◆ Your goal
Set down only what runs from the line containing "for (value, ty)" through the last line of the data, exactly as it reads.

◆ Records supplied
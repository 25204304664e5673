//! Canonical text encoding/decoding.
//!
//! The canonical form is a fully parenthesized S-expression: integers as
//! decimal digits, strings quoted, compound values as `( ... )` lists and
//! `nil` for absent values.

pub mod decode;
pub mod encode;
pub mod lexer;
pub mod primitives;

pub use decode::{decode_pointee, decode_value, decode_value_with_options, DecodeOptions};
pub use encode::{encode, encode_value, encode_value_with_options, EncodeOptions};
pub use lexer::{is_identifier, Lexer, Token, TokenKind};
pub use primitives::{quote, unquote, Writer};
//! Canonical encoder.
//!
//! Values are written as fully parenthesized text: integers as decimal
//! digits, strings quoted, sequences as `(a b c)`, maps as `((k v) ...)` and
//! records as `((name v) ...)`. Pointers are transparent and nil pointers,
//! slices and maps are written as `nil`.

use log::{debug, trace};

use crate::codec::lexer::is_identifier;
use crate::codec::primitives::Writer;
use crate::error::EncodeError;
use crate::model::Value;

/// Options for encoding.
#[derive(Debug, Clone, Copy, Default)]
pub struct EncodeOptions {
    /// Enable canonical encoding mode.
    ///
    /// When enabled, map entries are written sorted by the encoded text of
    /// their keys, so equal maps always encode to the same bytes.
    pub canonical: bool,
}

impl EncodeOptions {
    /// Creates default (non-canonical) encoding options.
    pub fn new() -> Self {
        Self::default()
    }

    /// Creates canonical encoding options.
    pub fn canonical() -> Self {
        Self { canonical: true }
    }
}

/// Encodes a value to canonical text.
pub fn encode_value(value: &Value) -> Result<String, EncodeError> {
    encode_value_with_options(value, EncodeOptions::default())
}

/// Encodes a value to canonical text with the given options.
///
/// On error nothing is returned; partial output is discarded.
pub fn encode_value_with_options(value: &Value, options: EncodeOptions) -> Result<String, EncodeError> {
    let mut writer = Writer::with_capacity(64);
    match encode(&mut writer, value, options) {
        Ok(()) => {
            debug!("encoded {} into {} bytes", value.type_name(), writer.len());
            Ok(writer.into_string())
        }
        Err(e) => {
            debug!("encoding {} failed: {e}", value.type_name());
            Err(e)
        }
    }
}

/// Appends the canonical text of `value` to `writer`.
pub fn encode(writer: &mut Writer, value: &Value, options: EncodeOptions) -> Result<(), EncodeError> {
    match value {
        Value::Invalid => writer.write_str("nil"),
        Value::Int { value, .. } => writer.write_int(*value),
        Value::Uint { value, .. } => writer.write_uint(*value),
        Value::String(s) => writer.write_quoted(s),
        Value::Pointer { target, .. } => match target {
            Some(target) => encode(writer, target, options)?,
            None => writer.write_str("nil"),
        },
        Value::Array { items, .. } => encode_list(writer, items, options)?,
        Value::Slice { items, .. } => match items {
            Some(items) => encode_list(writer, items, options)?,
            None => writer.write_str("nil"),
        },
        Value::Map { entries, .. } => match entries {
            Some(entries) => {
                trace!("encode map: {} entries", entries.len());
                encode_map(writer, entries, options)?
            }
            None => writer.write_str("nil"),
        },
        Value::Record { ty, fields } => {
            trace!("encode record {}", ty.name());
            writer.write_char('(');
            for (i, (field, value)) in ty.fields().iter().zip(fields).enumerate() {
                if !is_identifier(&field.name) {
                    return Err(EncodeError::InvalidFieldName {
                        record: ty.name().to_string(),
                        field: field.name.clone(),
                    });
                }
                if ty.field_index(&field.name) != Some(i) {
                    return Err(EncodeError::DuplicateFieldName {
                        record: ty.name().to_string(),
                        field: field.name.clone(),
                    });
                }
                if i > 0 {
                    writer.write_char(' ');
                }
                writer.write_char('(');
                writer.write_str(&field.name);
                writer.write_char(' ');
                encode(writer, value, options)?;
                writer.write_char(')');
            }
            writer.write_char(')');
        }
        Value::Bool(_)
        | Value::Float { .. }
        | Value::Complex { .. }
        | Value::Interface { .. }
        | Value::Chan { .. }
        | Value::Func { .. } => {
            return Err(EncodeError::UnsupportedType {
                ty: value.type_name(),
            });
        }
    }
    Ok(())
}

fn encode_list(writer: &mut Writer, items: &[Value], options: EncodeOptions) -> Result<(), EncodeError> {
    trace!("encode list: {} items", items.len());
    writer.write_char('(');
    for (i, item) in items.iter().enumerate() {
        if i > 0 {
            writer.write_char(' ');
        }
        encode(writer, item, options)?;
    }
    writer.write_char(')');
    Ok(())
}

fn encode_map(
    writer: &mut Writer,
    entries: &[(Value, Value)],
    options: EncodeOptions,
) -> Result<(), EncodeError> {
    writer.write_char('(');
    if options.canonical {
        let mut keyed = Vec::with_capacity(entries.len());
        for (k, v) in entries {
            let mut key = Writer::new();
            encode(&mut key, k, options)?;
            keyed.push((key.into_string(), v));
        }
        keyed.sort_by(|a, b| a.0.cmp(&b.0));
        for (i, (key, value)) in keyed.iter().enumerate() {
            if i > 0 {
                writer.write_char(' ');
            }
            writer.write_char('(');
            writer.write_str(key);
            writer.write_char(' ');
            encode(writer, value, options)?;
            writer.write_char(')');
        }
    } else {
        for (i, (key, value)) in entries.iter().enumerate() {
            if i > 0 {
                writer.write_char(' ');
            }
            writer.write_char('(');
            encode(writer, key, options)?;
            writer.write_char(' ');
            encode(writer, value, options)?;
            writer.write_char(')');
        }
    }
    writer.write_char(')');
    Ok(())
}

#[cfg(test)]
mod tests {
    use std::sync::Arc;

    use super::*;
    use crate::model::{FloatWidth, IntWidth, RecordType, Type};

    fn int() -> Type {
        Type::Int(IntWidth::Size)
    }

    #[test]
    fn test_encode_record() {
        let ty = Arc::new(RecordType::new("Person", [("name", Type::String), ("age", int())]));
        let person = Value::record(ty, vec![Value::from("a"), Value::from(3isize)]).unwrap();
        assert_eq!(encode_value(&person).unwrap(), r#"((name "a") (age 3))"#);
    }

    #[test]
    fn test_encode_scalars() {
        assert_eq!(encode_value(&Value::from(-7i32)).unwrap(), "-7");
        assert_eq!(encode_value(&Value::from(u64::MAX)).unwrap(), "18446744073709551615");
        assert_eq!(encode_value(&Value::from("say \"hi\"")).unwrap(), r#""say \"hi\"""#);
        assert_eq!(encode_value(&Value::Invalid).unwrap(), "nil");
    }

    #[test]
    fn test_encode_sequences() {
        let empty = Value::slice(int(), Vec::new()).unwrap();
        assert_eq!(encode_value(&empty).unwrap(), "()");
        assert_eq!(encode_value(&Value::zero(&Type::slice(int()))).unwrap(), "nil");

        let array = Value::array(Type::String, vec![Value::from("x"), Value::from("y")]).unwrap();
        assert_eq!(encode_value(&array).unwrap(), r#"("x" "y")"#);

        let nested = Value::slice(
            Type::slice(int()),
            vec![
                Value::slice(int(), vec![Value::from(1isize)]).unwrap(),
                Value::zero(&Type::slice(int())),
            ],
        )
        .unwrap();
        assert_eq!(encode_value(&nested).unwrap(), "((1) nil)");
    }

    #[test]
    fn test_encode_pointers_are_transparent() {
        let ptr = Value::pointer_to(Value::from(5i64)).unwrap();
        assert_eq!(encode_value(&ptr).unwrap(), "5");
        let ptr_ptr = Value::pointer_to(ptr).unwrap();
        assert_eq!(encode_value(&ptr_ptr).unwrap(), "5");
        assert_eq!(encode_value(&Value::nil_pointer(int())).unwrap(), "nil");
    }

    #[test]
    fn test_encode_map_canonical_order() {
        let a = Value::map(
            Type::String,
            int(),
            vec![(Value::from("b"), Value::from(2isize)), (Value::from("a"), Value::from(1isize))],
        )
        .unwrap();
        assert_eq!(encode_value(&a).unwrap(), r#"(("b" 2) ("a" 1))"#);
        assert_eq!(
            encode_value_with_options(&a, EncodeOptions::canonical()).unwrap(),
            r#"(("a" 1) ("b" 2))"#
        );
        assert_eq!(encode_value(&Value::zero(&Type::map(Type::String, int()))).unwrap(), "nil");
        assert_eq!(encode_value(&Value::make_map(&Type::map(Type::String, int())).unwrap()).unwrap(), "()");
    }

    #[test]
    fn test_encode_unsupported() {
        let cases = [
            (Value::from(true), "bool"),
            (Value::from(1.5f64), "float64"),
            (Value::complex(FloatWidth::F64, 1.0, 2.0), "complex128"),
            (Value::interface("interface {}", Value::from(1i64)), "interface {}"),
            (Value::chan(int(), 1), "chan int"),
            (Value::func("func()", 1), "func()"),
        ];
        for (value, ty) in cases {
            assert_eq!(
                encode_value(&value),
                Err(EncodeError::UnsupportedType { ty: ty.to_string() })
            );
        }

        // Nested failures surface from deep inside.
        let nested = Value::slice(Type::Bool, vec![Value::from(false)]).unwrap();
        assert!(matches!(encode_value(&nested), Err(EncodeError::UnsupportedType { .. })));
    }

    #[test]
    fn test_encode_rejects_bad_field_name() {
        let ty = Arc::new(RecordType::new("Odd", [("has space", int())]));
        let odd = Value::zero(&Type::Record(ty));
        assert_eq!(
            encode_value(&odd),
            Err(EncodeError::InvalidFieldName {
                record: "Odd".to_string(),
                field: "has space".to_string()
            })
        );
    }

    #[test]
    fn test_encode_rejects_duplicate_field_name() {
        let ty = Arc::new(RecordType::new("D", [("a", int()), ("a", int())]));
        let d = Value::record(ty, vec![Value::from(1isize), Value::from(2isize)]).unwrap();
        assert_eq!(
            encode_value(&d),
            Err(EncodeError::DuplicateFieldName {
                record: "D".to_string(),
                field: "a".to_string()
            })
        );
    }
}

◆ Response area
        for (value, ty) in cases {
            assert_eq!(
                encode_value(&value),
                Err(EncodeError::UnsupportedType { ty: ty.to_string() })
            );
        }

        // Nested failures surface from deep inside.
        let nested = Value::slice(Type::Bool, vec![Value::from(false)]).unwrap();
        assert!(matches!(encode_value(&nested), Err(EncodeError::UnsupportedType { .. })));
    }

    #[test]
    fn test_encode_rejects_bad_field_name() {
        let ty = Arc::new(RecordType::new("Odd", [("has space", int())]));
        let odd = Value::zero(&Type::Record(ty));
        assert_eq!(
            encode_value(&odd),
            Err(EncodeError::InvalidFieldName {
                record: "Odd".to_string(),
                field: "has space".to_string()
            })
        );
    }

    #[test]
    fn test_encode_rejects_duplicate_field_name() {
        let ty = Arc::new(RecordType::new("D", [("a", int()), ("a", int())]));
        let d = Value::record(ty, vec![Value::from(1isize), Value::from(2isize)]).unwrap();
        assert_eq!(
            encode_value(&d),
            Err(EncodeError::DuplicateFieldName {
                record: "D".to_string(),
                field: "a".to_string()
            })
        );
    }
}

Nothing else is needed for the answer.